It goes without saying that no one understands this better than the former Macalester College professor Ahmed Ismail Samatar who seems to have persuaded himself to join the race for resource accumulation by associating himself with those in power. Samatar himself seems to confirm this accusation by publicly attaching himself to those who have the means and the manpower to win and hold onto power (16), known locally by an Arabic term for the ruling party: the xisbul xaakinka. Samatar reasons—and he may well be correct in coming to this conclusion—that, even if they lose the upcoming November elections, which at present does not look like it will happen, power and money lie on the side of the Habar Awal/Sa’ad Muuse, the behind-the-scene beneficiaries of the Somaliland state.

To enhance his chances for lion’s share of the cake, Samatar, in a televised video clip, claimed that he belongs both to the Gadabiirsi and the Habar Awal sub-clans, using his mother’s clan genealogy (the latter) as a tool to ease his way into the advantageous Habar Awal side. One can surely ask how the Professor is going to counterbalance his newfound enthusiasm for the Somaliland cause against his past, famed anti-Somaliland stances? (17)

When the state becomes a tool for economic enrichment, it loses legitimacy and leads to defection among the political players.
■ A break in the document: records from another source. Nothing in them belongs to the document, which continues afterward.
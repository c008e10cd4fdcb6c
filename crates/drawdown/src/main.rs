use std::path::PathBuf;

use clap::{Parser, Subcommand};
use drawdown::{RunConfig, init_logging, run};

#[derive(Parser, Debug)]
#[command(name = "drawdown")]
#[command(about = "Monte Carlo retirement drawdown simulator")]
struct Args {
    /// Log level (debug, info, warn, error)
    #[arg(short, long, default_value = "info", global = true)]
    log_level: String,

    /// Append logs to this file instead of stderr
    #[arg(long, global = true)]
    log_file: Option<PathBuf>,

    #[command(subcommand)]
    command: Command,
}

#[derive(Subcommand, Debug)]
enum Command {
    /// Simulate every portfolio under every scenario and write result tables
    Run {
        /// Path to the settings file
        #[arg(short, long, default_value = "config/settings.yaml")]
        config: PathBuf,

        /// Output directory (overrides project.output_dir)
        #[arg(short, long)]
        output_dir: Option<PathBuf>,

        /// Number of Monte Carlo trials per pair
        #[arg(short, long)]
        trials: Option<usize>,

        /// Random seed
        #[arg(short, long)]
        seed: Option<u64>,
    },
    /// Check a settings file without simulating
    Validate {
        #[arg(short, long, default_value = "config/settings.yaml")]
        config: PathBuf,
    },
}

fn main() -> color_eyre::Result<()> {
    color_eyre::install()?;

    let args = Args::parse();
    init_logging(&args.log_level, args.log_file.as_deref())?;

    match args.command {
        Command::Run {
            config,
            output_dir,
            trials,
            seed,
        } => {
            let mut run_config = RunConfig::load(&config)?;
            if let Some(trials) = trials {
                run_config.simulation.montecarlo_iterations = trials;
            }
            if let Some(seed) = seed {
                run_config.project.random_seed = seed;
            }
            let output_dir = output_dir.unwrap_or_else(|| run_config.project.output_dir.clone());

            let output = run(&run_config, &output_dir)?;
            for result in &output.results {
                println!(
                    "{:<20} {:<16} survival {:>6.1}%",
                    result.portfolio,
                    result.scenario,
                    result.survival_rate() * 100.0
                );
            }
            println!("Wrote {} files to {}", output.files.len(), output_dir.display());
        }
        Command::Validate { config } => {
            let run_config = RunConfig::load(&config)?;
            let study = run_config.to_study()?;
            drawdown::output::check_file_names(&study)?;
            println!(
                "{}: {} portfolios x {} scenarios, {} trials over {} months",
                config.display(),
                study.portfolios.len(),
                study.scenarios.len(),
                study.config.num_trials,
                study.config.horizon_months
            );
        }
    }

    tracing::info!("done");
    Ok(())
}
Like elsewhere in Africa, failed, dysfunctional states (18), the privatisation of the state has become something of a reality in Somaliland. Cashing in on their proximity to the centre of power, Siilaanyo’s shrewd son-in-law, Baashe Awil Omar, known in Somaliland pejoratively as ‘Morgan Yare’, along with his associates has been able to firstly, personalise political power and then slowly privatise the state system under the authority of Siilaanyo. This has also been done with the acquiescence of Somaliland’s First Lady Mama Amina Mohamed Jirdeh. This exercise in self-enrichment has become almost uncontrollable, with participants trying to gain wealth, wherever, however and at whatever the cost both to internal and external politics (19). In addition to being the son-in-law of the President, Baashe Haji benefits from an official title as Somaliland’s representative to the United Arab Emirates (UAE) (20).
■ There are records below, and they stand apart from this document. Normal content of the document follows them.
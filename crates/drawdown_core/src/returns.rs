//! Monthly log return generation

use rand::Rng;
use rand_distr::StandardNormal;

use crate::error::ConfigError;
use crate::model::{AssetId, AssetUniverse, cholesky};

/// Normal monthly log return generator for a fixed list of assets.
///
/// Each month a vector of standard normal shocks `z` is drawn and asset `i`
/// receives `mean_i + vol_i * (L z)_i`, where `L` is the Cholesky factor of
/// the correlation matrix (identity when draws are independent).
#[derive(Debug, Clone, PartialEq)]
pub struct ReturnModel {
    means: Vec<f64>,
    volatilities: Vec<f64>,
    factor: Option<Vec<Vec<f64>>>,
}

impl ReturnModel {
    /// Build a model for `assets` (in that order) from annual statistics
    pub fn from_universe(universe: &AssetUniverse, assets: &[AssetId]) -> Result<Self, ConfigError> {
        let mut means = Vec::with_capacity(assets.len());
        let mut volatilities = Vec::with_capacity(assets.len());
        for asset in assets {
            let stats = universe
                .get(asset)
                .ok_or_else(|| ConfigError::UnknownAsset {
                    portfolio: String::new(),
                    asset: asset.clone(),
                })?;
            stats.validate(asset)?;
            means.push(stats.monthly_mean());
            volatilities.push(stats.monthly_volatility());
        }

        let factor = match universe.correlation() {
            Some(correlation) => {
                let sub = correlation.submatrix(assets);
                let is_identity = sub.iter().enumerate().all(|(i, row)| {
                    row.iter()
                        .enumerate()
                        .all(|(j, v)| if i == j { *v == 1.0 } else { *v == 0.0 })
                });
                if is_identity {
                    None
                } else {
                    Some(cholesky(&sub)?)
                }
            }
            None => None,
        };

        Ok(Self {
            means,
            volatilities,
            factor,
        })
    }

    #[must_use]
    pub fn num_assets(&self) -> usize {
        self.means.len()
    }

    #[must_use]
    pub fn is_correlated(&self) -> bool {
        self.factor.is_some()
    }

    /// Fill `out` with one month of log returns.
    ///
    /// `shocks` is scratch space of the same length.
    pub fn sample_month<R: Rng + ?Sized>(&self, rng: &mut R, shocks: &mut [f64], out: &mut [f64]) {
        for z in shocks.iter_mut() {
            *z = rng.sample(StandardNormal);
        }

        match &self.factor {
            Some(l) => {
                for (i, r) in out.iter_mut().enumerate() {
                    let correlated: f64 = l[i][..=i]
                        .iter()
                        .zip(shocks.iter())
                        .map(|(lij, z)| lij * z)
                        .sum();
                    *r = self.means[i] + self.volatilities[i] * correlated;
                }
            }
            None => {
                for (i, r) in out.iter_mut().enumerate() {
                    *r = self.means[i] + self.volatilities[i] * shocks[i];
                }
            }
        }
    }
}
As the Abu Dhabi representative, he was involved in lucrative deals such as the recent one in which the administration of the strategic port at Berbera was handed over to the Dubai-based DP World as well as the unnecessary space authorisation for the construction of a military base at the coastal city by the United Arab Emirates.

The public contemptuously branding him with the infamous ‘Morgan’ trademark gives the impression that he is no less notorious, at least when it comes to milking the state, than General Mohamed Said Hersi ‘Morgan’, the former Somali President Mohamed Siad Barre’s son-in-law, whom Africa Watch branded the Butcher of Hargeysa (21), as a result of the 1980s near-annihilation campaign on the Isaaq civilians (22). The ‘Morgan’ label itself is a revelation, if not realisation, of the Siadisation of the Somaliland state system under Siilaanyo.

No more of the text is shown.